Le “presunte apparizioni” di Medjugorje per papa Francesco “non hanno tanto valore”. E’ quanto ha affermato il pontefice sul volo di ritorno da Fatima, rispondendo alla domanda specifica di un giornalista. E’ la prima volta che Francesco si esprime in maniera così netta su quanto avviene da decenni nel paesino bosniaco dove da anni alcuni veggenti asseriscono di vedere la Madonna: un fenomeno che ha dato vita ad un imponente movimento popolare, con milioni di persone che si recano ogni anno a Medjugorje, diventato uno dei punti più importanti della spiritualità mariana nel mondo.

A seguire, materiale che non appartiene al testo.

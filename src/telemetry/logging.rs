//! Structured logging setup

use tracing_subscriber::{fmt, layer::SubscriberExt, util::SubscriberInitExt, EnvFilter};

/// Initialize logging with the given level; `json` switches output to
/// a machine-readable format for log aggregation.
pub fn init_logging(level: &str, json: bool) -> anyhow::Result<()> {
    let filter = EnvFilter::try_from_default_env().unwrap_or_else(|_| EnvFilter::new(level));

    let registry = tracing_subscriber::registry().with(filter);
    let result = if json {
        registry.with(fmt::layer().json()).try_init()
    } else {
        registry.with(fmt::layer()).try_init()
    };
    result.map_err(|e| anyhow::anyhow!("Failed to init logging: {}", e))?;

    Ok(())
}
//! Signal types

use chrono::{DateTime, Utc};
use rust_decimal::Decimal;
use rust_decimal_macros::dec;
use serde::{Deserialize, Serialize};
use uuid::Uuid;

/// Trading side
#[derive(Debug, Clone, Copy, PartialEq, Eq, Serialize, Deserialize)]
#[serde(rename_all = "lowercase")]
pub enum Side {
    /// Long perpetual position
    Long,
    /// Short perpetual position
    Short,
}

impl Side {
    /// Direction multiplier: +1 for long, -1 for short
    pub fn sign(&self) -> Decimal {
        match self {
            Side::Long => dec!(1),
            Side::Short => dec!(-1),
        }
    }
}

impl std::fmt::Display for Side {
    fn fmt(&self, f: &mut std::fmt::Formatter<'_>) -> std::fmt::Result {
        match self {
            Side::Long => write!(f, "long"),
            Side::Short => write!(f, "short"),
        }
    }
}

/// How an approved decision should be turned into an order
#[derive(Debug, Clone, Copy, PartialEq, Eq, Default, Serialize, Deserialize)]
#[serde(rename_all = "snake_case")]
pub enum EntryMode {
    /// Market order guarded by an expected-slippage cap
    #[default]
    MarketWithCap,
    /// Post-only limit armed once price retraces to the entry level
    LimitOnRetest,
}

/// Single take-profit rung for partial exits
#[derive(Debug, Clone, PartialEq, Serialize, Deserialize)]
pub struct TakeProfitLevel {
    /// Trigger price
    pub price: Decimal,
    /// Fraction of remaining size to close, in (0, 1]
    pub size_pct: Decimal,
    /// Label for reporting ("tp1", "tp2")
    pub label: String,
}

/// Trailing-stop mode and its parameters
#[derive(Debug, Clone, PartialEq, Default, Serialize, Deserialize)]
#[serde(rename_all = "snake_case", tag = "mode")]
pub enum TrailingStop {
    /// No trailing; the stop stays where risk placed it
    #[default]
    None,
    /// Trail at `last_price ∓ atr * multiplier`
    EmaAtr {
        multiplier: Decimal,
        /// Explicit ATR value; falls back to the market snapshot's ATR
        atr_override: Option<Decimal>,
    },
    /// Trail at a fixed percentage from last price
    Percent { pct: Decimal },
    /// Externally computed stop target, still subject to the ratchet rule
    Manual { target: Decimal },
}

/// Typed per-signal overrides (replaces the free-form metadata map)
#[derive(Debug, Clone, Default, PartialEq, Serialize, Deserialize)]
pub struct SignalOverrides {
    /// Entry execution mode; defaults to market-with-cap
    pub entry_mode: Option<EntryMode>,
    /// Per-signal slippage cap in bps, overrides the limits-level cap
    pub max_slippage_bps: Option<Decimal>,
    /// Equity base for sizing this signal only
    pub virtual_equity: Option<Decimal>,
    /// Entry intent time-to-live in seconds
    pub entry_ttl_secs: Option<i64>,
    /// Seconds per bar when converting `time_stop_bars` to a deadline
    pub time_stop_bar_secs: Option<i64>,
}

/// A candidate trade proposed by a strategy
#[derive(Debug, Clone, Serialize, Deserialize)]
pub struct Signal {
    /// Unique signal identifier
    pub id: Uuid,
    /// Perpetual contract symbol, e.g. "BTCUSDT"
    pub symbol: String,
    /// Trade direction
    pub side: Side,
    /// Originating strategy identifier
    pub strategy_id: String,
    /// Proposed entry price
    pub entry_price: Decimal,
    /// Stop-loss price; signals without one are rejected by risk
    pub sl_price: Option<Decimal>,
    /// Explicit take-profit ladder; empty means derive from R multiples
    pub tp_levels: Vec<TakeProfitLevel>,
    /// Risk-% override for sizing
    pub target_risk_pct: Option<Decimal>,
    /// Explicit notional override, skips distance-based sizing
    pub target_notional: Option<Decimal>,
    /// Forced exit after this many bars
    pub time_stop_bars: Option<u32>,
    /// Trailing-stop configuration
    pub trailing: TrailingStop,
    /// Optional execution overrides
    pub overrides: SignalOverrides,
    /// Signal generation timestamp
    pub timestamp: DateTime<Utc>,
}

impl Signal {
    /// Create a signal with the mandatory fields; optional hints default off
    pub fn new(
        symbol: impl Into<String>,
        side: Side,
        strategy_id: impl Into<String>,
        entry_price: Decimal,
    ) -> Self {
        Self {
            id: Uuid::new_v4(),
            symbol: symbol.into(),
            side,
            strategy_id: strategy_id.into(),
            entry_price,
            sl_price: None,
            tp_levels: vec![],
            target_risk_pct: None,
            target_notional: None,
            time_stop_bars: None,
            trailing: TrailingStop::None,
            overrides: SignalOverrides::default(),
            timestamp: Utc::now(),
        }
    }

    /// Price distance between entry and stop (1R), zero when no stop is set
    pub fn risk_distance(&self) -> Decimal {
        match self.sl_price {
            Some(sl) => (self.entry_price - sl).abs(),
            None => Decimal::ZERO,
        }
    }

    /// Resolved entry mode, defaulting to market-with-cap
    pub fn entry_mode(&self) -> EntryMode {
        self.overrides.entry_mode.unwrap_or_default()
    }
}

#[cfg(test)]
mod tests {
    use super::*;

    #[test]
    fn test_side_sign() {
        assert_eq!(Side::Long.sign(), dec!(1));
        assert_eq!(Side::Short.sign(), dec!(-1));
    }

    #[test]
    fn test_risk_distance() {
        let mut signal = Signal::new("BTCUSDT", Side::Long, "trend_a", dec!(100));
        assert_eq!(signal.risk_distance(), dec!(0));

        signal.sl_price = Some(dec!(95));
        assert_eq!(signal.risk_distance(), dec!(5));

        // Short with stop above entry
        let mut short = Signal::new("BTCUSDT", Side::Short, "trend_a", dec!(100));
        short.sl_price = Some(dec!(104));
        assert_eq!(short.risk_distance(), dec!(4));
    }

    #[test]
    fn test_entry_mode_default() {
        let mut signal = Signal::new("BTCUSDT", Side::Long, "trend_a", dec!(100));
        assert_eq!(signal.entry_mode(), EntryMode::MarketWithCap);

        signal.overrides.entry_mode = Some(EntryMode::LimitOnRetest);
        assert_eq!(signal.entry_mode(), EntryMode::LimitOnRetest);
    }

    #[test]
    fn test_trailing_default_is_none() {
        assert_eq!(TrailingStop::default(), TrailingStop::None);
    }

    #[test]
    fn test_signal_serde_round_trip() {
        let mut signal = Signal::new("ETHUSDT", Side::Short, "range_c", dec!(2000));
        signal.sl_price = Some(dec!(2040));
        signal.trailing = TrailingStop::Percent { pct: dec!(0.01) };

        let json = serde_json::to_string(&signal).unwrap();
        let back: Signal = serde_json::from_str(&json).unwrap();
        assert_eq!(back.symbol, "ETHUSDT");
        assert_eq!(back.sl_price, Some(dec!(2040)));
        assert_eq!(back.trailing, TrailingStop::Percent { pct: dec!(0.01) });
    }
}
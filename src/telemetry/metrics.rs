//! Counter and gauge instrumentation

/// Counter metric types
#[derive(Debug, Clone, Copy)]
pub enum CounterMetric {
    /// Signals assessed by the risk engine
    SignalsAssessed,
    /// Decisions approved for execution
    DecisionsApproved,
    /// Decisions rejected, any reason
    DecisionsRejected,
    /// Entry orders filled
    EntriesFilled,
    /// Positions fully closed
    PositionsClosed,
}

/// Gauge metric types
#[derive(Debug, Clone, Copy)]
pub enum GaugeMetric {
    /// Current equity
    Equity,
    /// Realized P&L for the session
    DailyPnl,
    /// Open position count
    OpenPositions,
    /// Pending entry intent count
    PendingIntents,
}

/// Increment a counter
pub fn increment(metric: CounterMetric, value: u64) {
    let metric_name = match metric {
        CounterMetric::SignalsAssessed => "intraday_signals_assessed_total",
        CounterMetric::DecisionsApproved => "intraday_decisions_approved_total",
        CounterMetric::DecisionsRejected => "intraday_decisions_rejected_total",
        CounterMetric::EntriesFilled => "intraday_entries_filled_total",
        CounterMetric::PositionsClosed => "intraday_positions_closed_total",
    };
    metrics::counter!(metric_name).increment(value);
}

/// Set a gauge value
pub fn set_gauge(metric: GaugeMetric, value: f64) {
    let metric_name = match metric {
        GaugeMetric::Equity => "intraday_equity_usd",
        GaugeMetric::DailyPnl => "intraday_daily_pnl_usd",
        GaugeMetric::OpenPositions => "intraday_open_positions",
        GaugeMetric::PendingIntents => "intraday_pending_intents",
    };
    metrics::gauge!(metric_name).set(value);
}
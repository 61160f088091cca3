//! Capital limits and session-scoped loss tracking

use chrono::NaiveDate;
use rust_decimal::Decimal;
use rust_decimal_macros::dec;
use serde::{Deserialize, Serialize};
use std::collections::HashMap;

use crate::runtime::RuntimeParams;

/// Capital and exposure rules applied to every signal
///
/// Equity, per-trade risk and the concurrency cap may be overwritten
/// between cycles by the control plane; everything else is set once at
/// startup from config.
#[derive(Debug, Clone, Deserialize)]
pub struct RiskLimits {
    /// Equity base for sizing and the daily-loss limit
    pub equity: Decimal,
    /// Fraction of equity risked per trade
    pub per_trade_risk_pct: Decimal,
    /// Daily realized-loss fraction that trips the breaker
    pub max_daily_loss_pct: Decimal,
    /// Maximum concurrently open positions
    pub max_concurrent_positions: usize,
    /// Entry block duration after a losing trade
    pub cooldown_after_loss_min: i64,
    /// Leverage cap applied to per-trade notional
    pub max_leverage: Decimal,
    /// Expected-slippage cap in bps; None disables the filter
    pub max_slippage_bps: Option<Decimal>,
    /// Per-symbol notional caps in quote currency
    #[serde(default)]
    pub symbol_max_notional: HashMap<String, Decimal>,
}

impl RiskLimits {
    /// Risk budget for one trade, honoring per-signal overrides
    pub fn risk_amount(
        &self,
        override_pct: Option<Decimal>,
        equity_override: Option<Decimal>,
    ) -> Decimal {
        let pct = override_pct.unwrap_or(self.per_trade_risk_pct);
        let equity = equity_override.unwrap_or(self.equity);
        pct * equity
    }

    /// Largest allowed notional for a symbol: leverage cap, further
    /// tightened by the per-symbol cap when one is configured.
    pub fn max_notional(&self, symbol: &str) -> Decimal {
        let leverage_cap = self.equity * self.max_leverage;
        match self.symbol_max_notional.get(symbol) {
            Some(cap) => leverage_cap.min(*cap),
            None => leverage_cap,
        }
    }

    /// Realized-PnL floor for the session; at or below this the breaker trips
    pub fn daily_loss_limit(&self) -> Decimal {
        -self.equity * self.max_daily_loss_pct
    }

    /// Apply the control-plane snapshot taken at cycle start
    pub fn apply_runtime(&mut self, params: &RuntimeParams) {
        self.equity = params.equity;
        self.per_trade_risk_pct = params.per_trade_risk_pct;
        self.max_concurrent_positions = params.max_concurrent_positions;
    }
}

impl Default for RiskLimits {
    fn default() -> Self {
        Self {
            equity: dec!(10000),
            per_trade_risk_pct: dec!(0.0035),
            max_daily_loss_pct: dec!(0.015),
            max_concurrent_positions: 2,
            cooldown_after_loss_min: 30,
            max_leverage: dec!(5),
            max_slippage_bps: None,
            symbol_max_notional: HashMap::new(),
        }
    }
}

/// Realized PnL accumulated since the session's local midnight
#[derive(Debug, Clone, Serialize, Deserialize)]
pub struct DailyRiskState {
    /// Local calendar date the session belongs to
    pub session_date: NaiveDate,
    /// Realized PnL since session start
    pub realized_pnl: Decimal,
}

impl DailyRiskState {
    pub fn new(session_date: NaiveDate) -> Self {
        Self {
            session_date,
            realized_pnl: Decimal::ZERO,
        }
    }

    /// Start a new session, zeroing the accumulator
    pub fn reset(&mut self, new_session: NaiveDate) {
        self.session_date = new_session;
        self.realized_pnl = Decimal::ZERO;
    }

    /// True once session losses reach the configured limit
    pub fn breached(&self, limits: &RiskLimits) -> bool {
        self.realized_pnl <= limits.daily_loss_limit()
    }
}

#[cfg(test)]
mod tests {
    use super::*;
    use chrono::NaiveDate;

    fn limits() -> RiskLimits {
        RiskLimits {
            equity: dec!(10000),
            per_trade_risk_pct: dec!(0.01),
            max_daily_loss_pct: dec!(0.1),
            max_concurrent_positions: 3,
            cooldown_after_loss_min: 30,
            max_leverage: dec!(5),
            max_slippage_bps: Some(dec!(10)),
            symbol_max_notional: HashMap::from([("BTCUSDT".to_string(), dec!(500))]),
        }
    }

    #[test]
    fn test_risk_amount_defaults_and_overrides() {
        let limits = limits();
        assert_eq!(limits.risk_amount(None, None), dec!(100));
        assert_eq!(limits.risk_amount(Some(dec!(0.02)), None), dec!(200));
        assert_eq!(limits.risk_amount(None, Some(dec!(5000))), dec!(50));
    }

    #[test]
    fn test_max_notional_symbol_cap() {
        let limits = limits();
        // Leverage cap alone
        assert_eq!(limits.max_notional("ETHUSDT"), dec!(50000));
        // Tighter symbol cap wins
        assert_eq!(limits.max_notional("BTCUSDT"), dec!(500));
    }

    #[test]
    fn test_daily_breaker_threshold() {
        let limits = limits();
        let date = NaiveDate::from_ymd_opt(2024, 1, 1).unwrap();
        let mut state = DailyRiskState::new(date);
        assert_eq!(limits.daily_loss_limit(), dec!(-1000));

        state.realized_pnl = dec!(-999);
        assert!(!state.breached(&limits));

        state.realized_pnl = dec!(-1000);
        assert!(state.breached(&limits));
    }

    #[test]
    fn test_session_reset_clears_pnl() {
        let mut state = DailyRiskState::new(NaiveDate::from_ymd_opt(2024, 1, 1).unwrap());
        state.realized_pnl = dec!(-750);
        state.reset(NaiveDate::from_ymd_opt(2024, 1, 2).unwrap());
        assert_eq!(state.realized_pnl, dec!(0));
        assert_eq!(
            state.session_date,
            NaiveDate::from_ymd_opt(2024, 1, 2).unwrap()
        );
    }

    #[test]
    fn test_apply_runtime_overrides_mutable_fields() {
        let mut limits = limits();
        let params = RuntimeParams {
            trading_enabled: true,
            equity: dec!(20000),
            per_trade_risk_pct: dec!(0.005),
            max_concurrent_positions: 5,
            ..RuntimeParams::default()
        };
        limits.apply_runtime(&params);
        assert_eq!(limits.equity, dec!(20000));
        assert_eq!(limits.per_trade_risk_pct, dec!(0.005));
        assert_eq!(limits.max_concurrent_positions, 5);
        // Startup-only fields untouched
        assert_eq!(limits.max_leverage, dec!(5));
    }
}
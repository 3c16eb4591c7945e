//! HTTP behaviour of the Notion store against a scripted local server.
//!
//! The server answers each connection with the next canned response and
//! records what the client sent.

use std::sync::{Arc, Mutex};
use std::time::Duration;

use serde_json::{json, Value};
use tokio::io::{AsyncReadExt, AsyncWriteExt};
use tokio::net::{TcpListener, TcpStream};

use testsync_state::{
    HeaderUpdate, NotionConfig, NotionTestStore, RecordId, RecordPatch, StorageError, TestStore,
};

#[derive(Debug, Clone)]
struct Recorded {
    method: String,
    path: String,
    body: Value,
}

struct FakeNotion {
    base: String,
    requests: Arc<Mutex<Vec<Recorded>>>,
}

impl FakeNotion {
    async fn serve(responses: Vec<(u16, Value)>) -> Self {
        let listener = TcpListener::bind("127.0.0.1:0").await.unwrap();
        let base = format!("http://{}", listener.local_addr().unwrap());
        let requests = Arc::new(Mutex::new(Vec::new()));

        let log = requests.clone();
        tokio::spawn(async move {
            for (status, body) in responses {
                let (mut stream, _) = listener.accept().await.unwrap();
                let request = read_request(&mut stream).await;
                log.lock().unwrap().push(request);
                write_response(&mut stream, status, &body).await;
            }
        });

        Self { base, requests }
    }

    fn store(&self) -> NotionTestStore {
        NotionTestStore::new(self.config()).unwrap()
    }

    fn config(&self) -> NotionConfig {
        let mut config = NotionConfig::new("secret", "db1").with_api_base(&self.base);
        config.retry_delay = Duration::from_millis(10);
        config
    }

    fn requests(&self) -> Vec<Recorded> {
        self.requests.lock().unwrap().clone()
    }
}

async fn read_request(stream: &mut TcpStream) -> Recorded {
    let mut buf = Vec::new();
    let mut chunk = [0u8; 4096];

    let header_end = loop {
        let n = stream.read(&mut chunk).await.unwrap();
        assert!(n > 0, "client closed before sending headers");
        buf.extend_from_slice(&chunk[..n]);
        if let Some(pos) = buf.windows(4).position(|w| w == b"\r\n\r\n") {
            break pos + 4;
        }
    };

    let head = String::from_utf8_lossy(&buf[..header_end]).to_string();
    let content_length = head
        .lines()
        .filter_map(|line| line.split_once(':'))
        .find(|(name, _)| name.eq_ignore_ascii_case("content-length"))
        .and_then(|(_, value)| value.trim().parse::<usize>().ok())
        .unwrap_or(0);

    while buf.len() < header_end + content_length {
        let n = stream.read(&mut chunk).await.unwrap();
        assert!(n > 0, "client closed mid-body");
        buf.extend_from_slice(&chunk[..n]);
    }

    let mut request_line = head.lines().next().unwrap_or_default().split_whitespace();
    let method = request_line.next().unwrap_or_default().to_string();
    let path = request_line.next().unwrap_or_default().to_string();
    let body = &buf[header_end..header_end + content_length];

    Recorded {
        method,
        path,
        body: serde_json::from_slice(body).unwrap_or(Value::Null),
    }
}

async fn write_response(stream: &mut TcpStream, status: u16, body: &Value) {
    let body = body.to_string();
    let reason = if status < 300 { "OK" } else { "Error" };
    let response = format!(
        "HTTP/1.1 {status} {reason}\r\ncontent-type: application/json\r\ncontent-length: {}\r\nconnection: close\r\n\r\n{body}",
        body.len()
    );
    stream.write_all(response.as_bytes()).await.unwrap();
    stream.shutdown().await.ok();
}

fn page(id: &str, title: &str) -> Value {
    json!({
        "id": id,
        "url": format!("https://www.notion.so/{id}"),
        "last_edited_time": "2024-03-01T10:00:00.000Z",
        "properties": {
            "Name": { "title": [{ "plain_text": title }] },
            "Project": { "select": { "name": "web" } },
            "Tag": { "select": { "name": "root" } },
            "File": { "select": { "name": "arith" } },
            "Status": { "status": { "name": "PASS" } },
            "Archived": { "checkbox": false },
            "Active": { "checkbox": true }
        }
    })
}

fn valid_database() -> Value {
    json!({
        "title": [{ "type": "text", "text": { "content": "Tests" } }],
        "properties": {
            "Name": { "type": "title" },
            "Project": { "type": "select" },
            "Tag": { "type": "select" },
            "File": { "type": "select" },
            "Assigned": { "type": "people" },
            "Importance": { "type": "select" },
            "Status": { "type": "status" },
            "Archived": { "type": "checkbox" },
            "Active": { "type": "checkbox" }
        }
    })
}

// ===========================================================================
// Queries
// ===========================================================================

#[tokio::test]
async fn query_follows_next_cursor() {
    let notion = FakeNotion::serve(vec![
        (
            200,
            json!({ "results": [page("p1", "adds")], "has_more": true, "next_cursor": "c2" }),
        ),
        (
            200,
            json!({ "results": [page("p2", "subtracts")], "has_more": false, "next_cursor": null }),
        ),
    ])
    .await;

    let records = notion.store().query("web").await.unwrap();

    let ids: Vec<_> = records.iter().map(|r| r.id.0.as_str()).collect();
    assert_eq!(ids, vec!["p1", "p2"]);

    let requests = notion.requests();
    assert_eq!(requests.len(), 2);
    assert_eq!(requests[0].method, "POST");
    assert_eq!(requests[0].path, "/v1/databases/db1/query");
    assert!(requests[0].body.get("start_cursor").is_none());
    assert_eq!(requests[1].body["start_cursor"], "c2");
    assert_eq!(requests[1].body["filter"]["select"]["equals"], "web");
}

#[tokio::test]
async fn server_error_is_retried_once() {
    let notion = FakeNotion::serve(vec![
        (500, json!({ "message": "internal" })),
        (200, json!({ "results": [page("p1", "adds")], "has_more": false })),
    ])
    .await;

    let records = notion.store().query("web").await.unwrap();

    assert_eq!(records.len(), 1);
    assert_eq!(notion.requests().len(), 2);
}

#[tokio::test]
async fn second_failure_is_returned() {
    let notion = FakeNotion::serve(vec![
        (500, json!({ "message": "internal" })),
        (502, json!({ "message": "bad gateway" })),
    ])
    .await;

    let err = notion.store().query("web").await.unwrap_err();

    assert!(matches!(err, StorageError::Http { status: 502, .. }));
    assert_eq!(notion.requests().len(), 2);
}

// ===========================================================================
// Updates
// ===========================================================================

#[tokio::test]
async fn update_of_missing_page_is_record_not_found() {
    let notion = FakeNotion::serve(vec![
        (404, json!({ "code": "object_not_found" })),
        (404, json!({ "code": "object_not_found" })),
    ])
    .await;

    let id = RecordId("gone".to_string());
    let err = notion
        .store()
        .update(&id, &RecordPatch::archive())
        .await
        .unwrap_err();

    assert!(matches!(err, StorageError::RecordNotFound { ref id } if id == "gone"));
    let requests = notion.requests();
    assert_eq!(requests[0].method, "PATCH");
    assert_eq!(requests[0].path, "/v1/pages/gone");
    assert_eq!(requests[0].body["properties"]["Archived"]["checkbox"], true);
}

// ===========================================================================
// Header
// ===========================================================================

#[tokio::test]
async fn header_without_counter_only_sends_icon() {
    let database = json!({
        "title": [
            {
                "type": "text",
                "text": { "content": "Team tests", "link": { "url": "https://example.com" } },
                "annotations": { "bold": true },
                "plain_text": "Team tests"
            },
            { "type": "mention", "mention": { "type": "user", "user": { "id": "u1" } } }
        ]
    });
    let notion = FakeNotion::serve(vec![(200, database), (200, json!({}))]).await;

    notion
        .store()
        .update_header(&HeaderUpdate {
            counter: Some("1/2".to_string()),
            icon: Some("list_red".to_string()),
        })
        .await
        .unwrap();

    let requests = notion.requests();
    assert_eq!(requests.len(), 2);
    let patch = &requests[1];
    assert_eq!(patch.method, "PATCH");
    assert_eq!(patch.path, "/v1/databases/db1");
    assert!(patch.body.get("title").is_none());
    assert_eq!(
        patch.body["icon"]["external"]["url"],
        "https://www.notion.so/icons/list_red.svg"
    );
}

#[tokio::test]
async fn header_counter_keeps_title_formatting() {
    let database = json!({
        "title": [
            {
                "type": "text",
                "text": { "content": "Team tests ", "link": { "url": "https://example.com" } },
                "annotations": { "bold": true },
                "plain_text": "Team tests "
            },
            { "type": "mention", "mention": { "type": "user", "user": { "id": "u1" } } },
            { "type": "text", "text": { "content": " 0/0" }, "plain_text": " 0/0" }
        ]
    });
    let notion = FakeNotion::serve(vec![(200, database), (200, json!({}))]).await;

    notion
        .store()
        .update_header(&HeaderUpdate {
            counter: Some("1/2".to_string()),
            icon: None,
        })
        .await
        .unwrap();

    let title = notion.requests()[1].body["title"].clone();
    assert_eq!(title[0]["text"]["link"]["url"], "https://example.com");
    assert_eq!(title[0]["annotations"]["bold"], true);
    assert_eq!(title[1]["mention"]["user"]["id"], "u1");
    assert_eq!(title[2]["text"]["content"], " 1/2");
}

// ===========================================================================
// Schema
// ===========================================================================

#[tokio::test]
async fn connect_checks_schema() {
    let notion = FakeNotion::serve(vec![(200, valid_database())]).await;

    NotionTestStore::connect(notion.config()).await.unwrap();

    let requests = notion.requests();
    assert_eq!(requests[0].method, "GET");
    assert_eq!(requests[0].path, "/v1/databases/db1");
}

#[tokio::test]
async fn connect_rejects_mistyped_columns() {
    let mut database = valid_database();
    database["properties"]["Archived"] = json!({ "type": "rich_text" });
    database["properties"]
        .as_object_mut()
        .unwrap()
        .remove("Active");
    let notion = FakeNotion::serve(vec![(200, database)]).await;

    let err = NotionTestStore::connect(notion.config()).await.err().unwrap();

    match err {
        StorageError::Schema { issues } => {
            assert_eq!(issues.len(), 2);
            assert!(issues[0].contains("'Archived'"));
            assert!(issues[1].contains("Missing property 'Active'"));
        }
        other => panic!("expected schema error, got {other:?}"),
    }
}
use std::sync::Arc;
use std::time::Duration;

use testsync_core::{
    RunResults, SnapshotFrames, SyncConfig, SyncError, SyncPipeline, TestStatus, TestStore,
};
use testsync_state::fakes::MemoryTestStore;
use testsync_state::StoreHeader;

const RUN: &str = r#"{ "files": [
    { "id": "f1", "name": "tests/arith.test.ts", "result": { "state": "fail" }, "tasks": [
        { "id": "t1", "name": "10", "tasks": [
            { "id": "t1a", "name": "should be 10", "result": { "state": "pass" } },
            { "id": "t1b", "name": "should not be 11",
              "file": { "id": "f1", "name": "tests/arith.test.ts", "filepath": "/repo/tests/arith.test.ts" },
              "result": { "state": "fail", "errors": [
                { "name": "AssertionError", "message": "expected 11 not to be 11",
                  "stacks": [ { "file": "/repo/tests/arith.test.ts", "line": 8, "column": 22 } ] }
              ] } }
        ] },
        { "id": "t2", "name": "should be skipped", "mode": "skip" }
    ] }
] }"#;

fn config() -> SyncConfig {
    SyncConfig::new("web").with_polling(0, Duration::ZERO)
}

#[tokio::test]
async fn sync_with_store_reconciles_and_refreshes_header() {
    let store = Arc::new(MemoryTestStore::new().with_header(StoreHeader {
        title: "Tests 0/0".to_string(),
        icon: None,
    }));
    let run = RunResults::from_json(RUN).unwrap();

    let report = SyncPipeline::run(
        Some(store.clone() as Arc<dyn TestStore>),
        Arc::new(SnapshotFrames::new(&run.files)),
        &config(),
        &run,
    )
    .await
    .expect("sync");

    assert_eq!(report.tests, 3);
    let changes = report.changes.as_ref().expect("changes with a store");
    assert_eq!(changes.len(), 3);
    assert_eq!(changes["t1b"].status, TestStatus::Fail);
    assert!(report.has_new_results);

    // the skipped test is stored inactive, so only two are tracked
    let summary = report.summary.expect("summary");
    assert_eq!((summary.passing, summary.total), (1, 2));
    let header = store.header().await.unwrap();
    assert_eq!(header.title, "Tests 1/2");
    assert_eq!(header.icon.as_deref(), Some("list_red"));

    assert_eq!(report.stacks.len(), 1);
    assert_eq!(report.stacks[0].id, "t1b");
    assert_eq!(report.stacks[0].location(), "tests/arith.test.ts:8:22");
}

#[tokio::test]
async fn second_sync_reports_nothing_new() {
    let store = Arc::new(MemoryTestStore::new());
    let run = RunResults::from_json(RUN).unwrap();
    let frames = Arc::new(SnapshotFrames::new(&run.files));

    for _ in 0..2 {
        SyncPipeline::run(
            Some(store.clone() as Arc<dyn TestStore>),
            frames.clone(),
            &config(),
            &run,
        )
        .await
        .unwrap();
    }
    store.clear_writes();

    let store_dyn: Arc<dyn TestStore> = store.clone();
    let report = SyncPipeline::run(Some(store_dyn), frames, &config(), &run)
        .await
        .unwrap();

    assert!(report.changes_or_empty().is_empty());
    assert!(!report.has_new_results);
    assert_eq!(report.stats.unwrap().kept, 3);
    assert!(store.writes().is_empty());
}

#[tokio::test]
async fn sync_without_store_still_resolves_stacks() {
    let run = RunResults::from_json(RUN).unwrap();

    let frames = Arc::new(SnapshotFrames::new(&run.files));
    let report = SyncPipeline::run(None, frames, &config(), &run)
        .await
        .unwrap();

    assert!(report.changes.is_none());
    assert!(report.summary.is_none());
    assert!(report.has_new_results);
    assert_eq!(report.stacks.len(), 1);
}

#[tokio::test]
async fn empty_namespace_is_a_config_error() {
    let run = RunResults::default();
    let err = SyncPipeline::run(
        None,
        Arc::new(SnapshotFrames::default()),
        &SyncConfig::new(""),
        &run,
    )
    .await
    .unwrap_err();
    assert!(matches!(err, SyncError::Config(_)));
}

#[tokio::test]
async fn report_serializes_camel_case() {
    let run = RunResults::from_json(RUN).unwrap();
    let frames = Arc::new(SnapshotFrames::new(&run.files));
    let report = SyncPipeline::run(None, frames, &config(), &run)
        .await
        .unwrap();

    let value = serde_json::to_value(&report).unwrap();
    for key in ["namespace", "hasNewResults", "generatedAt", "durationMs", "stacks"] {
        assert!(value.get(key).is_some(), "missing key: {key}");
    }
}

Parlando di una relazione voluta da Benedetto XVI e redatta dal cardinale Camillo Ruini sul tema, che è possibilista sulla veridicità delle apparizioni, papa Francesco stesso afferma di essere “più cattivo” di lui. “Preferisco la Madonna Madre che non la Madonna capo di ufficio telegrafico che ogni giorno invia un messaggio” ha detto ripetendo quanto già asserito un paio di anni fa. Molti avevano legato la dichiarazione generica del pontefice alle apparizioni di Medjugorje, ma stavolta il Papa è stato molto più esplicito nel chiarire il suo pensiero: molto spesso, infatti, i veggenti annunciano in anticipo il giorno e l’orario in cui vedranno la Madonna e questo, da molto tempo, è oggetto di feroci polemiche nel mondo cattolico. “C’è chi pensa che la Madonna dica: venite, quel tal giorno alla tal ora darò un messaggio a quel veggente” ha aggiunto il Papa, facendo capire che lui la pensa in tutt’altro modo.

“Tutte le apparizioni o le presunte apparizioni appartengono alla sfera privata, non sono parte del magistero pubblico ordinario” ha aggiunto Francesco. In pratica, il Papa ha ribadito che la Rivelazione della fede cattolica si è esaurito con quanto contenuto nel Nuovo Testamento e nessuna apparizione, nessun messaggio può aggiungere o togliere nulla a quanto scritto nei Vangeli.

Rispetto al lavoro della commissione presieduta su Ruini, finalmente il Papa ha dipanato i dubbi che si erano sedimentati negli anni: “io ho ricevuto il risultato, era composta di bravi teologi, vescovi e cardinali. – ha spiegato – La relazione della commissione è molto, molto buona. La relazione Ruini afferma che si devono distinguere le prime apparizioni, quando i veggenti erano ragazzi e dice che si deve continuare a investigare quelle. Sulle presunte apparizioni attuali, la relazione presenta i suoi dubbi.” Il Papa non ha potuto non notare che però a Medjugorje c’è “gente che si converte, che incontra Dio, che cambia vita. E questo non grazie a una bacchetta magica.” Per questo motivo, nelle scorse settimane, ha nominato monsignor Henryk Hoser, vescovo di Varsavia – Praga per aiutarlo a capire cosa succede realmente a Medjugorje. “Alla fine si dirà qualche parola” ha concluso Francesco. Sembra, quindi, che un pronunciamento finale del Papa sulle apparizioni di Medjugorje sia molto, molto vicino.